16. Além disso, todos os românticos encontravam a unidade de seus pontos de vista na repugnância ao cosmopolitismo, a toda e qualquer ordem burguesa, fundada nos enunciados sócio-econômicos do liberalismo. Para tanto, a Nação corporificada no Estado, apareceu como a defesa natural contra a anarquia burguesa dos interesses individuais, contra a separação do indivíduo e do seu Volk, contra as políticas anti-nacionais. O pressuposto era que, na medida em que o Estado é o que deve ser, isto é, na medida em que se identifica com a comunhão nacional, não pode ser liberal, nem individualista. O interesse individual em si é uma ficção porque gira em torno de valores culturais, valores explicitados pela cultura do Volk. O Estado exprime, ou deve exprimir, o mundo dessa cultura do Volk orgânica; é a forma objetiva da comunidade no legítimo e antigo sentido da palavra Gemeinschaft.

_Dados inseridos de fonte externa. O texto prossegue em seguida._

/// Sport contexts and their diagnostically important joints

use serde::{Deserialize, Serialize};
use std::fmt;

use crate::models::landmark::PoseLandmark;

/// Sport context selecting key joints and coaching vocabulary
#[derive(Debug, Clone, Copy, PartialEq, Eq, Hash, Serialize, Deserialize)]
#[serde(rename_all = "kebab-case")]
pub enum Discipline {
    Football,
    Basketball,
    Boxing,
    Mma,
    Taekwondo,
    AmericanFootball,
    /// Any identifier outside the known vocabulary
    Generic,
}

impl Discipline {
    /// Known disciplines, excluding the generic fallback
    pub const KNOWN: [Discipline; 6] = [
        Self::Football,
        Self::Basketball,
        Self::Boxing,
        Self::Mma,
        Self::Taekwondo,
        Self::AmericanFootball,
    ];

    /// Parse a sport identifier. Unknown identifiers map to `Generic`.
    pub fn parse(identifier: &str) -> Self {
        match identifier.trim().to_lowercase().as_str() {
            "football" | "soccer" => Self::Football,
            "basketball" => Self::Basketball,
            "boxing" => Self::Boxing,
            "mma" => Self::Mma,
            "taekwondo" => Self::Taekwondo,
            "american-football" | "american_football" => Self::AmericanFootball,
            _ => Self::Generic,
        }
    }

    /// Wire identifier
    pub fn identifier(&self) -> &'static str {
        match self {
            Self::Football => "football",
            Self::Basketball => "basketball",
            Self::Boxing => "boxing",
            Self::Mma => "mma",
            Self::Taekwondo => "taekwondo",
            Self::AmericanFootball => "american-football",
            Self::Generic => "generic",
        }
    }

    /// Human readable name used in summaries
    pub fn display_name(&self) -> &'static str {
        match self {
            Self::Football => "Football",
            Self::Basketball => "Basketball",
            Self::Boxing => "Boxing",
            Self::Mma => "MMA",
            Self::Taekwondo => "Taekwondo",
            Self::AmericanFootball => "American Football",
            Self::Generic => "General Athletics",
        }
    }

    /// Landmarks highlighted by the renderer and emphasised in summaries
    pub fn key_joints(&self) -> &'static [PoseLandmark] {
        use PoseLandmark::*;

        match self {
            Self::Football => &[LeftHip, RightHip, LeftKnee, RightKnee, LeftAnkle, RightAnkle],
            Self::Basketball => &[
                LeftShoulder,
                RightShoulder,
                LeftElbow,
                RightElbow,
                LeftWrist,
                RightWrist,
                LeftKnee,
                RightKnee,
            ],
            Self::Boxing => &[
                LeftShoulder,
                RightShoulder,
                LeftElbow,
                RightElbow,
                LeftWrist,
                RightWrist,
            ],
            Self::Mma => &[
                LeftShoulder,
                RightShoulder,
                LeftElbow,
                RightElbow,
                LeftHip,
                RightHip,
                LeftKnee,
                RightKnee,
            ],
            Self::Taekwondo => &[
                LeftHip,
                RightHip,
                LeftKnee,
                RightKnee,
                LeftAnkle,
                RightAnkle,
                LeftFootIndex,
                RightFootIndex,
            ],
            Self::AmericanFootball => &[LeftShoulder, RightShoulder, LeftHip, RightHip, LeftKnee, RightKnee],
            Self::Generic => &[],
        }
    }

    /// Whether a landmark index is a key joint for this discipline
    pub fn is_key_joint(&self, index: usize) -> bool {
        self.key_joints().iter().any(|lm| lm.index() == index)
    }
}

impl Default for Discipline {
    fn default() -> Self {
        Self::Generic
    }
}

impl From<&str> for Discipline {
    fn from(identifier: &str) -> Self {
        Self::parse(identifier)
    }
}

impl fmt::Display for Discipline {
    fn fmt(&self, f: &mut fmt::Formatter<'_>) -> fmt::Result {
        write!(f, "{}", self.identifier())
    }
}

Romântica é a obra de Ferdinand Tönnies, Gemeinschaft und Gesellschaft que desenvolve a distinção, já implícita no romantismo anterior, entre a comunidade e a sociedade. A comunidade entende-se como um todo anterior às partes, cujas diferenciações internas são pequenas e cuja solidariedade é orgânica e não mecânica. A sociedade, ao contrário, entende-se como soma das partes que a constituem, grupo mecanicamente integrado por interesses pessoais, formado pela associação voluntária premeditada. A comunidade é portadora da cultura, tem caracteres próprios e inconfundíveis, é a expressão legítima do Volk, dominado pela figura do camponês ou do artífice. A sociedade não é cultura, mas apenas civilização; não tem caráter próprio, por ser internacional e cosmopolita; é a expressão das massas urbanas, erradicadas e sem alma; transpola todos os valores para o ideal do lucro e do conforto e seu centro de gravidade está no indivíduo e na figura do mercador.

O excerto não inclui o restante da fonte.